There are three practices that characterize Lent. This week, let’s look at fasting.
Fasting primarily refers to abstaining. The key fasting is the amount of intake. Secondly, fasting can be from certain kinds of food. We generally conjure the notion of ‘giving up snacks’ or chocolate or fast food or liquor. That’s good. After all, we might be indulging too much with any of these food items. Lent provides purpose to fasting and it gives me six weeks to re-adjust my cravings. Lenten fasting often works because it is a limited period of time: I can survive this discipline until Easter day. Besides it helps me to grow in strength.
The spiritual purpose of fasting is to provide an opening of my heart to God. If I am self-satisfied, I won’t look for God. But spiritual wisdom knows that self-satisfaction is short-lived. Material things corrupt or sour, and the disappointment is incredible. On the other hand, if I depend on an obsession or addiction to ‘manage’ my life or to medicate me, this already is disappointing and leads to despair.
When fasting alters my awareness so that I can judge between what is necessary and what is superficial, between what is personal and what is socially contrived, I become a freer person. I am able to go beyond peer pressure or opinion and act with inner strength and conviction. That is not easy. Among teens the notion of ‘abstinence’ connotes someone who is prudish, naïve, or marginal. But it truly is a freedom based on interior centeredness and solidity. That solidity will be tested by mocking, bullying, and gossip. Don’t fall for it! Weakness batters at solidity with marshmallow barbs…which, in time, show themselves to be fraudulent and immature.

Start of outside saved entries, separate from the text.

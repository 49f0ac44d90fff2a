//! First-order arrival estimates along the stop sequence.

use crate::models::NextStop;
use crate::services::atlas::StopOnRoute;

/// Floor applied to reported speed so a stopped tram still gets an estimate
pub const MIN_SPEED_KMH: f64 = 5.0;
/// Estimates beyond one hour are unreliable and reported as None
pub const MAX_ETA_SECONDS: i64 = 3600;

/// Linear time estimate for a remaining distance. Negative distances
/// (numerical slop around a stop) clamp to zero.
pub fn eta_seconds(remaining_m: f64, speed_kmh: f64) -> Option<i64> {
    let remaining = remaining_m.max(0.0);
    let speed_ms = speed_kmh.max(MIN_SPEED_KMH) / 3.6;
    let eta = (remaining / speed_ms) as i64;
    (eta <= MAX_ETA_SECONDS).then_some(eta)
}

/// Annotate upcoming stops with estimates from the vehicle's position.
/// Stops beyond the horizon are still emitted, with a null estimate.
pub fn upcoming_stops(
    distance_along_m: f64,
    speed_kmh: f64,
    next_stops: &[&StopOnRoute],
) -> Vec<NextStop> {
    next_stops
        .iter()
        .map(|stop| NextStop {
            id: stop.id,
            name: stop.name.clone(),
            eta_seconds: eta_seconds(stop.distance_along_m - distance_along_m, speed_kmh),
        })
        .collect()
}

#[cfg(test)]
mod tests {
    use super::*;

    fn stop(id: i64, distance_along_m: f64) -> StopOnRoute {
        StopOnRoute {
            id,
            name: format!("Stop {id}"),
            lat: 56.84,
            lon: 60.60,
            order: 0,
            distance_along_m,
        }
    }

    #[test]
    fn basic_estimate() {
        // 5000 m at 36 km/h (10 m/s) is 500 s
        assert_eq!(eta_seconds(5000.0, 36.0), Some(500));
    }

    #[test]
    fn zero_speed_uses_floor() {
        // 1000 m at the 5 km/h floor is 720 s
        assert_eq!(eta_seconds(1000.0, 0.0), Some(720));
    }

    #[test]
    fn negative_remaining_clamps_to_zero() {
        assert_eq!(eta_seconds(-12.5, 20.0), Some(0));
    }

    #[test]
    fn beyond_horizon_is_none() {
        // 5000 km ahead: far past the one-hour cap
        assert_eq!(eta_seconds(5_000_000.0, 60.0), None);
        // Exactly at the cap survives
        assert_eq!(eta_seconds(3600.0 * 10.0, 36.0), Some(3600));
    }

    #[test]
    fn upcoming_stops_keep_far_stops_with_null_eta() {
        let near = stop(1, 1500.0);
        let far = stop(2, 200_000.0);
        let stops = vec![&near, &far];
        let result = upcoming_stops(500.0, 36.0, &stops);

        assert_eq!(result.len(), 2);
        assert_eq!(result[0].id, 1);
        assert_eq!(result[0].eta_seconds, Some(100));
        assert_eq!(result[1].id, 2);
        assert_eq!(result[1].eta_seconds, None);
    }

    #[test]
    fn no_estimate_is_negative() {
        for remaining in [-500.0, 0.0, 10.0, 35_999.0] {
            if let Some(eta) = eta_seconds(remaining, 0.0) {
                assert!((0..=MAX_ETA_SECONDS).contains(&eta));
            }
        }
    }
}
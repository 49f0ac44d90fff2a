//! Upcoming vehicles for a stop, in two tiers.
//!
//! Tier 1 trusts the pipeline: vehicles whose detected `next_stops` include
//! the stop arrive with their pre-computed estimates. Tier 2 covers routes
//! serving the stop that produced no tier-1 hit at all: their active
//! vehicles get a great-circle straight-line estimate from the raw fix.

use std::collections::{HashMap, HashSet};

use crate::models::{StopArrival, VehicleState};
use crate::services::atlas::RouteAtlas;
use crate::services::{eta, geo};

/// Arrivals shown per stop
const MAX_ARRIVALS: usize = 15;

pub fn arrivals_for_stop(
    atlas: &RouteAtlas,
    vehicles: &HashMap<String, VehicleState>,
    stop_id: i64,
    route_filter: Option<i64>,
) -> Vec<StopArrival> {
    let serving: &[i64] = atlas
        .stop_routes
        .get(&stop_id)
        .map(Vec::as_slice)
        .unwrap_or(&[]);
    if serving.is_empty() {
        return Vec::new();
    }

    let relevant = |state: &VehicleState| -> Option<i64> {
        let route_id = state.route_id?;
        if !serving.contains(&route_id) {
            return None;
        }
        if route_filter.is_some_and(|f| f != route_id) {
            return None;
        }
        // Ghosts carry stale positions; keep them off the arrivals board
        if state.signal_lost {
            return None;
        }
        Some(route_id)
    };

    let mut arrivals = Vec::new();
    let mut tier1_routes: HashSet<i64> = HashSet::new();

    for state in vehicles.values() {
        let Some(route_id) = relevant(state) else {
            continue;
        };
        if let Some(next) = state.next_stops.iter().find(|n| n.id == stop_id) {
            tier1_routes.insert(route_id);
            arrivals.push(StopArrival {
                vehicle_id: state.id.clone(),
                board_num: state.board_num.clone(),
                route: state.route.clone(),
                route_id: state.route_id,
                eta_seconds: next.eta_seconds,
            });
        }
    }

    if let Some(stop) = atlas.stops.get(&stop_id) {
        for state in vehicles.values() {
            let Some(route_id) = relevant(state) else {
                continue;
            };
            if tier1_routes.contains(&route_id) {
                continue;
            }
            let distance_m = geo::haversine_m(state.raw_lat, state.raw_lon, stop.lat, stop.lon);
            let Some(estimate) = eta::eta_seconds(distance_m, state.speed) else {
                continue;
            };
            arrivals.push(StopArrival {
                vehicle_id: state.id.clone(),
                board_num: state.board_num.clone(),
                route: state.route.clone(),
                route_id: state.route_id,
                eta_seconds: Some(estimate),
            });
        }
    }

    arrivals.sort_by_key(|a| a.eta_seconds.unwrap_or(i64::MAX));
    arrivals.truncate(MAX_ARRIVALS);
    arrivals
}

#[cfg(test)]
mod tests {
    use std::collections::HashMap as StdHashMap;

    use chrono::Utc;

    use super::*;
    use crate::models::{NextStop, Stop};
    use crate::providers::ettu::RawRoute;
    use crate::services::atlas::assemble;

    fn test_atlas() -> RouteAtlas {
        let stops = vec![
            Stop {
                id: 1,
                name: "South".to_string(),
                lat: 56.800,
                lon: 60.600,
                direction: String::new(),
                active: true,
            },
            Stop {
                id: 2,
                name: "North".to_string(),
                lat: 56.890,
                lon: 60.600,
                direction: String::new(),
                active: true,
            },
        ];
        let route = RawRoute {
            id: 7,
            number: "1".to_string(),
            name: String::new(),
            directions: [vec![1, 2], vec![2, 1]],
            geometry_directions: [vec![1, 2], vec![2, 1]],
        };
        assemble(vec![route], stops, StdHashMap::new(), 1, Utc::now()).unwrap()
    }

    fn vehicle(id: &str, next_stops: Vec<NextStop>) -> VehicleState {
        VehicleState {
            id: id.to_string(),
            board_num: format!("b-{id}"),
            route: "1".to_string(),
            route_id: Some(7),
            lat: 56.84,
            lon: 60.60,
            speed: 36.0,
            course: 0.0,
            prev_stop: None,
            next_stops,
            progress: Some(0.4),
            timestamp: Some(Utc::now()),
            signal_lost: false,
            direction: Some(0),
            distance_along_m: Some(4000.0),
            raw_lat: 56.84,
            raw_lon: 60.60,
        }
    }

    #[test]
    fn tier1_uses_precomputed_eta() {
        let atlas = test_atlas();
        let mut vehicles = HashMap::new();
        vehicles.insert(
            "a".to_string(),
            vehicle(
                "a",
                vec![NextStop {
                    id: 2,
                    name: "North".to_string(),
                    eta_seconds: Some(321),
                }],
            ),
        );

        let arrivals = arrivals_for_stop(&atlas, &vehicles, 2, None);
        assert_eq!(arrivals.len(), 1);
        assert_eq!(arrivals[0].vehicle_id, "a");
        assert_eq!(arrivals[0].eta_seconds, Some(321));
    }

    #[test]
    fn tier2_estimates_when_no_pipeline_hit() {
        let atlas = test_atlas();
        let mut vehicles = HashMap::new();
        // On the route but its next_stops never mention stop 2
        vehicles.insert("a".to_string(), vehicle("a", Vec::new()));

        let arrivals = arrivals_for_stop(&atlas, &vehicles, 2, None);
        assert_eq!(arrivals.len(), 1);
        // ~5.6 km at 10 m/s: somewhere around 9-10 minutes
        let eta = arrivals[0].eta_seconds.unwrap();
        assert!((450..700).contains(&eta), "eta = {eta}");
    }

    #[test]
    fn tier1_hit_suppresses_tier2_for_the_route() {
        let atlas = test_atlas();
        let mut vehicles = HashMap::new();
        vehicles.insert(
            "tracked".to_string(),
            vehicle(
                "tracked",
                vec![NextStop {
                    id: 2,
                    name: "North".to_string(),
                    eta_seconds: Some(100),
                }],
            ),
        );
        vehicles.insert("other".to_string(), vehicle("other", Vec::new()));

        let arrivals = arrivals_for_stop(&atlas, &vehicles, 2, None);
        assert_eq!(arrivals.len(), 1);
        assert_eq!(arrivals[0].vehicle_id, "tracked");
    }

    #[test]
    fn ghosts_and_filtered_routes_are_excluded() {
        let atlas = test_atlas();
        let mut vehicles = HashMap::new();

        let mut ghost = vehicle("ghost", Vec::new());
        ghost.signal_lost = true;
        vehicles.insert("ghost".to_string(), ghost);

        let mut off_route = vehicle("off", Vec::new());
        off_route.route_id = None;
        vehicles.insert("off".to_string(), off_route);

        assert!(arrivals_for_stop(&atlas, &vehicles, 2, None).is_empty());

        // Route filter keeps only the requested route
        vehicles.insert("a".to_string(), vehicle("a", Vec::new()));
        assert!(arrivals_for_stop(&atlas, &vehicles, 2, Some(99)).is_empty());
        assert_eq!(arrivals_for_stop(&atlas, &vehicles, 2, Some(7)).len(), 1);
    }

    #[test]
    fn unknown_stop_has_no_arrivals() {
        let atlas = test_atlas();
        let vehicles = HashMap::new();
        assert!(arrivals_for_stop(&atlas, &vehicles, 404, None).is_empty());
    }

    #[test]
    fn sorted_by_eta_with_null_last() {
        let atlas = test_atlas();
        let mut vehicles = HashMap::new();
        for (id, eta) in [("a", Some(300)), ("b", Some(60)), ("c", None)] {
            vehicles.insert(
                id.to_string(),
                vehicle(
                    id,
                    vec![NextStop {
                        id: 2,
                        name: "North".to_string(),
                        eta_seconds: eta,
                    }],
                ),
            );
        }
        let arrivals = arrivals_for_stop(&atlas, &vehicles, 2, None);
        let order: Vec<&str> = arrivals.iter().map(|a| a.vehicle_id.as_str()).collect();
        assert_eq!(order, vec!["b", "a", "c"]);
    }
}
//! Snaps GPS fixes onto route geometries and infers the travel direction.

use crate::services::atlas::RouteAtlas;
use crate::services::geo;

#[derive(Debug, Clone, Copy)]
pub struct MatchResult {
    pub route_id: i64,
    /// 0 = forward, 1 = reverse
    pub direction: usize,
    /// Clamped to [0, 1]
    pub progress: f64,
    pub perp_distance_m: f64,
    /// Nearest point on the matched geometry as [lat, lon]
    pub snapped: [f64; 2],
    pub distance_along_m: f64,
}

/// Match a vehicle against the routes carrying its reported number.
///
/// Every candidate direction is projected independently. A direction whose
/// segment bearing agrees with the vehicle course (shortest angular
/// difference ≤ 90°) beats a disagreeing one; within equal agreement the
/// smaller perpendicular distance wins, which also settles Δ≈90° ties.
/// Returns None when no direction comes within `max_snap_distance_m`.
pub fn match_vehicle(
    atlas: &RouteAtlas,
    route_num: &str,
    lat: f64,
    lon: f64,
    course_deg: f64,
    max_snap_distance_m: f64,
) -> Option<MatchResult> {
    let candidate_ids = atlas.by_number.get(route_num)?;

    let mut best: Option<(bool, MatchResult)> = None;
    for route_id in candidate_ids {
        let Some(route) = atlas.routes.get(route_id) else {
            continue;
        };
        for (direction, path) in route.directions.iter().enumerate() {
            let Some(proj) = path.project(lat, lon) else {
                continue;
            };
            if proj.perp_distance_m > max_snap_distance_m {
                continue;
            }

            let agrees =
                geo::angular_diff_deg(course_deg, proj.segment_bearing_deg) <= 90.0;
            let candidate = MatchResult {
                route_id: *route_id,
                direction,
                progress: proj.progress,
                perp_distance_m: proj.perp_distance_m,
                snapped: proj.snapped,
                distance_along_m: proj.distance_along_m,
            };

            let better = match &best {
                None => true,
                Some((best_agrees, best_match)) => {
                    (agrees && !best_agrees)
                        || (agrees == *best_agrees
                            && candidate.perp_distance_m < best_match.perp_distance_m)
                }
            };
            if better {
                best = Some((agrees, candidate));
            }
        }
    }

    best.map(|(_, result)| result)
}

Fasting in Lent might also take on the quality of re-adjusting my stewardship of time. Look at your personal weekly schedule: How full is it? How many of these appointments are busy-work? How much quality of life do these activities bring? Lent lets me review my use of the gift of time. Perhaps now is a time to pull back from some of these commitments in order to include prayer or some work of charity. Maybe fasting from television will allow me to read, or less game time on the computer affords time for conversation with a neighbor or classmate. Media has much good about it, but it also is our greatest source of distraction. Distraction buffers our personal search for meaning. Is now an opportunity for finding new meaning and purpose?
The spiritual foundation of fasting is not deadening, but enlivening. If fasting works, then I shall become more astute at discerning excesses, distraction, and wants from needs. Fasting offers me a renewed heart by which to love…to love God, myself and my neighbor. Let us join with Christ this Lent and fast with hope.